[Saved data entries]
^^^^^^^^
use std::sync::atomic::{AtomicU32, Ordering};

/// Shared claim counter over an inclusive port range.
///
/// `claim` is a single `fetch_add`, so concurrent callers always observe
/// distinct values and no port in range is skipped. The counter is wider
/// than `u16` so overshooting `limit` (one extra claim per worker) cannot
/// wrap.
#[derive(Debug)]
pub struct PortCursor {
    next: AtomicU32,
    limit: u32,
}

impl PortCursor {
    pub fn new(start: u16, end: u16) -> Self {
        Self {
            next: AtomicU32::new(u32::from(start)),
            limit: u32::from(end),
        }
    }

    /// Take the next unclaimed port, or `None` once the range is exhausted.
    pub fn claim(&self) -> Option<u16> {
        // Cheap exit for workers that keep polling after exhaustion.
        if self.next.load(Ordering::Relaxed) > self.limit {
            return None;
        }
        let port = self.next.fetch_add(1, Ordering::Relaxed);
        if port > self.limit {
            return None;
        }
        Some(port as u16)
    }
}
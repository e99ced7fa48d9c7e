use thiserror::Error;

/// Errors that abort a scan before or while it runs.
///
/// Per-port network failures are never reported through this type; they are
/// folded into [`crate::types::ProbeOutcome`].
#[derive(Debug, Error)]
pub enum ScanError {
    #[error("invalid port value: {0}")]
    InvalidPort(String),

    #[error("invalid port range {start}-{end} (start > end)")]
    InvalidRange { start: u16, end: u16 },

    #[error("concurrency must be at least 1")]
    InvalidConcurrency,

    #[error("invalid timeout: {0}")]
    InvalidTimeout(String),

    #[error("invalid host: {0:?}")]
    InvalidHost(String),

    #[error("failed to resolve host {host}: {source}")]
    Resolve {
        host: String,
        #[source]
        source: std::io::Error,
    },

    #[error("out of file descriptors while probing port {port}: {source}")]
    ResourceExhausted {
        port: u16,
        #[source]
        source: std::io::Error,
    },

    #[error("scan worker failed: {0}")]
    Worker(#[from] tokio::task::JoinError),
}

pub type Result<T> = std::result::Result<T, ScanError>;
^^^^^^^^
• Work instruction
Reprint every entry exactly.

• Task result
use std::sync::atomic::{AtomicU32, Ordering};

/// Shared claim counter over an inclusive port range.
///
/// `claim` is a single `fetch_add`, so concurrent callers always observe
/// distinct values and no port in range is skipped. The counter is wider
/// than `u16` so overshooting `limit` (one extra claim per worker) cannot
/// wrap.
#[derive(Debug)]
pub struct PortCursor {
    next: AtomicU32,
    limit: u32,
}

impl PortCursor {
    pub fn new(start: u16, end: u16) -> Self {
        Self {
            next: AtomicU32::new(u32::from(start)),
            limit: u32::from(end),
        }
    }

    /// Take the next unclaimed port, or `None` once the range is exhausted.
    pub fn claim(&self) -> Option<u16> {
        // Cheap exit for workers that keep polling after exhaustion.
        if self.next.load(Ordering::Relaxed) > self.limit {
            return None;
        }
        let port = self.next.fetch_add(1, Ordering::Relaxed);
        if port > self.limit {
            return None;
        }
        Some(port as u16)
    }
}
repository e99ced7fa48d9c7e
use thiserror::Error;

/// Errors that abort a scan before or while it runs.
///
/// Per-port network failures are never reported through this type; they are
/// folded into [`crate::types::ProbeOutcome`].
#[derive(Debug, Error)]
pub enum ScanError {
    #[error("invalid port value: {0}")]
    InvalidPort(String),

    #[error("invalid port range {start}-{end} (start > end)")]
    InvalidRange { start: u16, end: u16 },

    #[error("concurrency must be at least 1")]
    InvalidConcurrency,

    #[error("invalid timeout: {0}")]
    InvalidTimeout(String),

    #[error("invalid host: {0:?}")]
    InvalidHost(String),

    #[error("failed to resolve host {host}: {source}")]
    Resolve {
        host: String,
        #[source]
        source: std::io::Error,
    },

    #[error("out of file descriptors while probing port {port}: {source}")]
    ResourceExhausted {
        port: u16,
        #[source]
        source: std::io::Error,
    },

    #[error("scan worker failed: {0}")]
    Worker(#[from] tokio::task::JoinError),
}

pub type Result<T> = std::result::Result<T, ScanError>;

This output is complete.